なんとなくぶっ込みたくなってしまった……。

所謂、閑話です。



 彼、夕霧一葉は自身を人一人救えない臆病な男だと認識している。

 客観的に見ればその認識は誤りだろう、彼が臆病だろうとそうじゃなかろうと、その場にいなかった彼には彼女を救う事は不可能だったのだから。


 一葉が彼女――双葉と面識を持ったのは彼が高校一年生となった頃、とある理由から一葉が高校の入学式をバックレていた時だった。

 そのとき彼は校門前から本校舎を見上げていた。


(……どうすっかな。まさかここまで遅れるとは。バレない様に教室に入るにしたってタイミングを図らないと)

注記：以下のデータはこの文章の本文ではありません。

use serde::{Deserialize, Serialize};
use std::collections::BTreeMap;
use std::ops::{Add, Sub};

use crate::constants::{CONNECTOR_CHAT_MODEL, CONNECTOR_TOOL};
use crate::error::CanvasError;

/// Fresh random identifier such as `node-3f2a...` or `conn-91c0...`.
pub fn fresh_id(prefix: &str) -> String {
    format!("{}-{}", prefix, uuid::Uuid::new_v4())
}

/// A point in canvas space (or screen space, depending on context).
#[derive(Clone, Copy, Debug, Default, PartialEq, Serialize, Deserialize)]
pub struct Position {
    pub x: f64,
    pub y: f64,
}

impl Position {
    pub const fn new(x: f64, y: f64) -> Self {
        Self { x, y }
    }

    pub fn scale(self, factor: f64) -> Self {
        Self::new(self.x * factor, self.y * factor)
    }

    pub fn distance_to(self, other: Position) -> f64 {
        let dx = self.x - other.x;
        let dy = self.y - other.y;
        (dx * dx + dy * dy).sqrt()
    }

    pub fn midpoint(self, other: Position) -> Self {
        Self::new((self.x + other.x) / 2.0, (self.y + other.y) / 2.0)
    }
}

impl Add for Position {
    type Output = Position;

    fn add(self, rhs: Position) -> Position {
        Position::new(self.x + rhs.x, self.y + rhs.y)
    }
}

impl Sub for Position {
    type Output = Position;

    fn sub(self, rhs: Position) -> Position {
        Position::new(self.x - rhs.x, self.y - rhs.y)
    }
}

/// Discriminant of every node placeable on the canvas.
#[derive(Clone, Copy, Debug, PartialEq, Eq, Hash, PartialOrd, Ord, Serialize, Deserialize)]
#[serde(rename_all = "SCREAMING_SNAKE_CASE")]
pub enum NodeKind {
    Agent,
    ChatModel,
    ToolDisplay,
    ChatTrigger,
    MessagingTrigger,
}

impl NodeKind {
    pub const ALL: [NodeKind; 5] = [
        NodeKind::Agent,
        NodeKind::ChatModel,
        NodeKind::ToolDisplay,
        NodeKind::ChatTrigger,
        NodeKind::MessagingTrigger,
    ];

    pub fn as_str(&self) -> &'static str {
        match self {
            NodeKind::Agent => "AGENT",
            NodeKind::ChatModel => "CHAT_MODEL",
            NodeKind::ToolDisplay => "TOOL_DISPLAY",
            NodeKind::ChatTrigger => "CHAT_TRIGGER",
            NodeKind::MessagingTrigger => "MESSAGING_TRIGGER",
        }
    }

    pub fn is_trigger(&self) -> bool {
        matches!(self, NodeKind::ChatTrigger | NodeKind::MessagingTrigger)
    }
}

#[derive(Clone, Copy, Debug, PartialEq, Eq, Hash, Serialize, Deserialize)]
#[serde(rename_all = "lowercase")]
pub enum ConnectorDirection {
    Input,
    Output,
}

/// Identifies one connector on one node.
#[derive(Clone, Debug, PartialEq, Eq, Hash, PartialOrd, Ord, Serialize, Deserialize)]
#[serde(rename_all = "camelCase")]
pub struct ConnectorRef {
    pub node_id: String,
    pub connector_id: String,
}

impl ConnectorRef {
    pub fn new(node_id: impl Into<String>, connector_id: impl Into<String>) -> Self {
        Self {
            node_id: node_id.into(),
            connector_id: connector_id.into(),
        }
    }
}

/// Per-connector view of the connection set, stored on each node.
///
/// Never edited directly: [`crate::graph::ConnectionGraph`] recomputes it from
/// the connection list after every mutation.
#[derive(Clone, Debug, PartialEq, Serialize, Deserialize)]
#[serde(rename_all = "camelCase")]
pub struct ConnectorState {
    pub direction: ConnectorDirection,
    #[serde(default)]
    pub connected_to: Vec<ConnectorRef>,
}

/// Type-specific payload of a node, keyed by the node's type tag.
#[derive(Clone, Debug, PartialEq, Serialize, Deserialize)]
#[serde(tag = "type", rename_all = "SCREAMING_SNAKE_CASE")]
pub enum NodeData {
    #[serde(rename_all = "camelCase")]
    Agent {
        /// Companion chat-model display node spawned with this agent.
        #[serde(default)]
        model_node_id: Option<String>,
        #[serde(default)]
        tool_node_ids: Vec<String>,
        #[serde(default)]
        system_prompt: Option<String>,
    },
    #[serde(rename_all = "camelCase")]
    ChatModel {
        owner_id: String,
        provider: String,
        model: String,
    },
    #[serde(rename_all = "camelCase")]
    ToolDisplay { owner_id: String, tool_name: String },
    #[serde(rename_all = "camelCase")]
    ChatTrigger {
        #[serde(default)]
        public: bool,
    },
    #[serde(rename_all = "camelCase")]
    MessagingTrigger { platform: String },
}

impl NodeData {
    pub fn kind(&self) -> NodeKind {
        match self {
            NodeData::Agent { .. } => NodeKind::Agent,
            NodeData::ChatModel { .. } => NodeKind::ChatModel,
            NodeData::ToolDisplay { .. } => NodeKind::ToolDisplay,
            NodeData::ChatTrigger { .. } => NodeKind::ChatTrigger,
            NodeData::MessagingTrigger { .. } => NodeKind::MessagingTrigger,
        }
    }
}

/// A placeable unit on the canvas.
#[derive(Clone, Debug, PartialEq, Serialize, Deserialize)]
#[serde(rename_all = "camelCase")]
pub struct Node {
    pub id: String,
    pub name: String,
    #[serde(default)]
    pub position: Option<Position>,
    #[serde(default)]
    pub disabled: bool,
    #[serde(default)]
    pub processing: bool,
    #[serde(default)]
    pub connectors: BTreeMap<String, ConnectorState>,
    pub data: NodeData,
}

impl Node {
    pub fn new(id: impl Into<String>, name: impl Into<String>, data: NodeData) -> Self {
        Self {
            id: id.into(),
            name: name.into(),
            position: None,
            disabled: false,
            processing: false,
            connectors: BTreeMap::new(),
            data,
        }
    }

    pub fn kind(&self) -> NodeKind {
        self.data.kind()
    }

    /// Owning node of a companion (model / tool display) node.
    pub fn owner_id(&self) -> Option<&str> {
        match &self.data {
            NodeData::ChatModel { owner_id, .. } | NodeData::ToolDisplay { owner_id, .. } => {
                Some(owner_id.as_str())
            }
            NodeData::Agent { .. } | NodeData::ChatTrigger { .. } | NodeData::MessagingTrigger { .. } => None,
        }
    }

    /// Owner connector a companion hangs below.
    pub fn companion_slot(&self) -> Option<&'static str> {
        match &self.data {
            NodeData::ChatModel { .. } => Some(CONNECTOR_CHAT_MODEL),
            NodeData::ToolDisplay { .. } => Some(CONNECTOR_TOOL),
            NodeData::Agent { .. } | NodeData::ChatTrigger { .. } | NodeData::MessagingTrigger { .. } => None,
        }
    }

    pub fn connected_to(&self, connector_id: &str) -> &[ConnectorRef] {
        self.connectors
            .get(connector_id)
            .map(|c| c.connected_to.as_slice())
            .unwrap_or(&[])
    }
}

/// A committed directed edge between two connectors on two distinct nodes.
#[derive(Clone, Debug, PartialEq, Eq, Serialize, Deserialize)]
#[serde(rename_all = "camelCase")]
pub struct Connection {
    pub id: String,
    pub from_node_id: String,
    pub from_connector_id: String,
    pub to_node_id: String,
    pub to_connector_id: String,
}

impl Connection {
    pub fn from_ref(&self) -> ConnectorRef {
        ConnectorRef::new(self.from_node_id.clone(), self.from_connector_id.clone())
    }

    pub fn to_ref(&self) -> ConnectorRef {
        ConnectorRef::new(self.to_node_id.clone(), self.to_connector_id.clone())
    }

    pub fn touches(&self, node_id: &str) -> bool {
        self.from_node_id == node_id || self.to_node_id == node_id
    }
}

/// Serializable node/connection graph handed to and from the persistence
/// collaborator.
#[derive(Clone, Debug, Default, PartialEq, Serialize, Deserialize)]
pub struct WorkflowSnapshot {
    #[serde(default)]
    pub nodes: Vec<Node>,
    #[serde(default)]
    pub connections: Vec<Connection>,
}

impl WorkflowSnapshot {
    pub fn to_json(&self) -> Result<String, CanvasError> {
        serde_json::to_string(self).map_err(|e| CanvasError::InvalidSnapshot(e.to_string()))
    }

    pub fn from_json(raw: &str) -> Result<Self, CanvasError> {
        serde_json::from_str(raw).map_err(|e| CanvasError::InvalidSnapshot(e.to_string()))
    }
}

 教師は全員体育館に詰めており、いるとすれば校舎内を巡回している用務員程度なので人目に付かない様に教室に入る事自体は出来る。

 筈だった。


『ツイてないわ、まさか目覚し時計が何一つとして機能しないなんて……』


 自分以外にも入学式を出席していない生徒がいた。

 言動から察するに大遅刻をした筈なのに何故か落ち着き払った声音に、思わず振り向いた一葉は驚愕した。


 余りにも美しい。


 近年稀に見る完璧な黒髪は烏の濡れ羽色とでも形容出来そうな漆黒であり、同じ色を持つ艶やかな瞳からは強い力を感じさせる。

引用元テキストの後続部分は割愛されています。